When you are buried at least there is a place where people that love you can go and commune. I don't know how much communing there would actually be around my gravesite, but I do think that it helps those that are left behind. So I've changed my mind. I no longer want to be cremated. (If you listen closely, you will be able to hear my mother breathe a sigh of relief.)
I also don't want a depressing service. I want good things said about me. Funny things. Amazing Grace, (even though it always makes Chelvis cry) is a fine song as long as at some point in the service, Clapton's Tears in Heaven is played. Don't roll your eyes like that, or I'll insist that Pink Floyds, "Dogs" is played, in it's entirety, length of 17:04.
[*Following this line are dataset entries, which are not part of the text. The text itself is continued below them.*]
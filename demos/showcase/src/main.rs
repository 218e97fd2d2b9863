use primitive_batch::anyhow::Result;
use primitive_batch::error_continue;
use primitive_batch::glam::Vec2;
use primitive_batch::glam::Vec4;
use primitive_batch::log::info;
use primitive_batch::log::Level;
use primitive_batch::renderer::batch::PrimitiveBatch;
use primitive_batch::renderer::canvas::Canvas;
use primitive_batch::renderer::texture::RectangleTexture;
use primitive_batch::renderer::sprite::Sprite;
use primitive_batch::renderer::Rect;
use primitive_batch::renderer::SpriteBatch;
use primitive_batch::shapes::line::DEFAULT_PARTICLE_RADIUS;
use primitive_batch::shapes::Arrow;
use primitive_batch::shapes::Circle;
use primitive_batch::shapes::Line;
use primitive_batch::shapes::Pixel;
use primitive_batch::shapes::Rectangle;
use primitive_batch::shapes::RoundedRectangle;
use primitive_batch::shapes::Shape;
use primitive_batch::shapes::Triangle;
use primitive_batch::utils::color::parse_color;
use primitive_batch::utils::color::Vec4Color;
use primitive_batch::utils::math::Vec2MathUtils;
use primitive_batch::utils::settings::SettingsStorage;
use std::env;

struct ShowcaseSettings {
    width: u32,
    height: u32,
    output: String,
    background: Vec4,
    particles: u32,
    seed: u64,
}

fn main() -> Result<()> {
    simple_logger::init_with_level(Level::Info)?;

    let path = env::args().nth(1).unwrap_or_else(|| "showcase.cfg".to_string());
    let settings = load_settings(&path)?;

    let mut canvas = Canvas::new(settings.width, settings.height)?;
    let primitives = PrimitiveBatch::new(&mut canvas)?;
    canvas.clear(settings.background);

    draw_gallery(&mut canvas, &primitives, &settings)?;
    info!("Gallery drawn with {} sprite draws", canvas.draw_calls());

    canvas.reset_stats();
    simulate_particles(&mut canvas, &primitives, &settings);
    info!("Particles drawn with {} sprite draws", canvas.draw_calls());

    canvas.save_png(&settings.output)?;
    Ok(())
}

fn load_settings(path: &str) -> Result<ShowcaseSettings> {
    let mut storage = SettingsStorage::new(path);

    let width = storage.set("width", 480u32, false)?.unwrap_or(480);
    let height = storage.set("height", 320u32, false)?.unwrap_or(320);
    let output = storage.set("output", "showcase.png".to_string(), false)?.unwrap_or_else(|| "showcase.png".to_string());
    let background = storage.set("background", "#202028".to_string(), false)?.unwrap_or_else(|| "#202028".to_string());
    let particles = storage.set("particles", 48u32, false)?.unwrap_or(48);
    let seed = storage.set("seed", 7u64, false)?.unwrap_or(7);

    info!("Using settings from {} ({}x{}, {} particles)", path, width, height, particles);
    Ok(ShowcaseSettings { width, height, output, background: parse_color(&background)?, particles, seed })
}

fn draw_gallery(canvas: &mut Canvas, primitives: &PrimitiveBatch, settings: &ShowcaseSettings) -> Result<()> {
    let red = Vec4::new_rgb(230, 70, 70, 255);
    let green = Vec4::new_rgb(90, 200, 120, 255);
    let blue = Vec4::new_rgb(80, 140, 240, 255);
    let yellow = Vec4::new_rgb(240, 210, 90, 255);
    let white = Vec4::ONE;

    let shapes: Vec<Box<dyn Shape>> = vec![
        Box::new(Line::new(Vec2::new(20.0, 20.0), Vec2::new(140.0, 60.0), white, 2.0)),
        Box::new(Line::from_angle(Vec2::new(20.0, 80.0), 0.3, 120.0, yellow, 1.0)),
        Box::new(Circle::new(Vec2::new(200.0, 50.0), 30.0, blue)),
        Box::new(Circle::new_outline(Vec2::new(280.0, 50.0), 30.0, green)),
        Box::new(Rectangle::new(Vec2::new(330.0, 20.0), Vec2::new(60.0, 40.0), red).with_edge(2.0, white)),
        Box::new(Rectangle::from_rect(Rect::new(400, 20, 60, 40), red, false, 1.0, None)),
        Box::new(RoundedRectangle::new(Vec2::new(20.0, 120.0), Vec2::new(120.0, 60.0), 14.0, green)),
        Box::new(Triangle::new(Vec2::new(170.0, 180.0), Vec2::new(230.0, 120.0), Vec2::new(260.0, 170.0), yellow)),
        Box::new(Triangle::new_outline(Vec2::new(280.0, 180.0), Vec2::new(330.0, 120.0), Vec2::new(360.0, 180.0), blue)),
        Box::new(Arrow::new(Vec2::new(380.0, 170.0), Vec2::new(450.0, 120.0), white)),
        Box::new(Pixel::new(Vec2::new(470.0, 190.0), red)),
    ];

    primitives.draw_all(canvas, &shapes);

    let mut swatch = RectangleTexture::default();
    let texture_id = swatch.create_texture(Vec2::new(8.0, 8.0), canvas)?;
    let swatches = settings.width.saturating_sub(20) / 12;
    for i in 0..swatches.min(16) {
        let tint = Vec4::new(i as f32 / 16.0, 0.5, 1.0 - i as f32 / 16.0, 1.0);
        canvas.draw(&Sprite::new_at(texture_id, Vec2::new(20.0 + i as f32 * 12.0, 200.0), tint));
    }

    Ok(())
}

fn simulate_particles(canvas: &mut Canvas, primitives: &PrimitiveBatch, settings: &ShowcaseSettings) {
    let mut rng = fastrand::Rng::with_seed(settings.seed);
    let floor_start = Vec2::new(settings.width as f32 - 20.0, settings.height as f32 - 30.0);
    let floor_end = Vec2::new(20.0, settings.height as f32 - 60.0);
    let floor = Line::new(floor_start, floor_end, Vec4::ONE, 2.0);
    floor.draw(canvas, primitives);

    let mut resting = 0;
    for _ in 0..settings.particles {
        let mut position = Vec2::new(rng.f32() * settings.width as f32, settings.height as f32 - 120.0 + rng.f32() * 40.0);
        for _ in 0..80 {
            position.y += 2.0;
            position = Line::constrain_to_side(position, floor.start(), floor.end, DEFAULT_PARTICLE_RADIUS);
        }

        if position.y >= settings.height as f32 {
            error_continue!("Particle fell through the floor at {}", position);
        }

        if position.distance_to_segment(floor.start(), floor.end) <= DEFAULT_PARTICLE_RADIUS + 0.01 {
            resting += 1;
        }

        Circle::new(position, DEFAULT_PARTICLE_RADIUS - 1.0, Vec4::new_rgb(240, 120, 60, 255)).draw(canvas, primitives);
    }

    info!("{} of {} particles resting on the floor", resting, settings.particles);
}
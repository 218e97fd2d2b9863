use self::sprite::Sprite;
use self::sprite::TextureId;
use crate::assets::RawTexture;
use anyhow::Result;
use glam::Vec2;

pub mod batch;
pub mod canvas;
pub mod sprite;
pub mod texture;

#[derive(Copy, Clone, Debug, PartialEq)]
pub struct Edge {
    pub a: Vec2,
    pub b: Vec2,
}

#[derive(Copy, Clone, Debug, Default, PartialEq, Eq)]
pub struct Rect {
    pub x: i32,
    pub y: i32,
    pub width: i32,
    pub height: i32,
}

pub trait GraphicsDevice {
    fn create_texture(&mut self, raw: &RawTexture) -> Result<TextureId>;
}

pub trait SpriteBatch {
    fn draw(&mut self, sprite: &Sprite);
}

impl Edge {
    pub fn new(a: Vec2, b: Vec2) -> Self {
        Self { a, b }
    }
}

impl Rect {
    pub fn new(x: i32, y: i32, width: i32, height: i32) -> Self {
        Self { x, y, width, height }
    }

    pub fn from_vec2(position: Vec2, size: Vec2) -> Self {
        Self { x: position.x as i32, y: position.y as i32, width: size.x as i32, height: size.y as i32 }
    }

    pub fn position(&self) -> Vec2 {
        Vec2::new(self.x as f32, self.y as f32)
    }

    pub fn size(&self) -> Vec2 {
        Vec2::new(self.width as f32, self.height as f32)
    }
}

impl SpriteBatch for Vec<Sprite> {
    fn draw(&mut self, sprite: &Sprite) {
        self.push(sprite.clone());
    }
}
Drink, smile, laugh. Celebrate my life. Have a good time and don't feel guilty about it.
Now, I'm not anticipating dying before the ripe old age of 100, but in talking with Amy today after her Dad's funeral... well I got to thinkin.
Part of what got me thinkin, was her saying to several of us, "Please tell someone what you want [in a funeral] or write it down somewhere, so they don't have to go through this." This being the sheer torture of having to grieve for a loved one and plan their funeral at the same time, the planning all based on assumptions.
So, not only did Jorma and I discuss it but I'm also writing it here, for the viewing pleasure of the entire internet.
I wouldn't bitch about a gospel choir being there either. That would rock.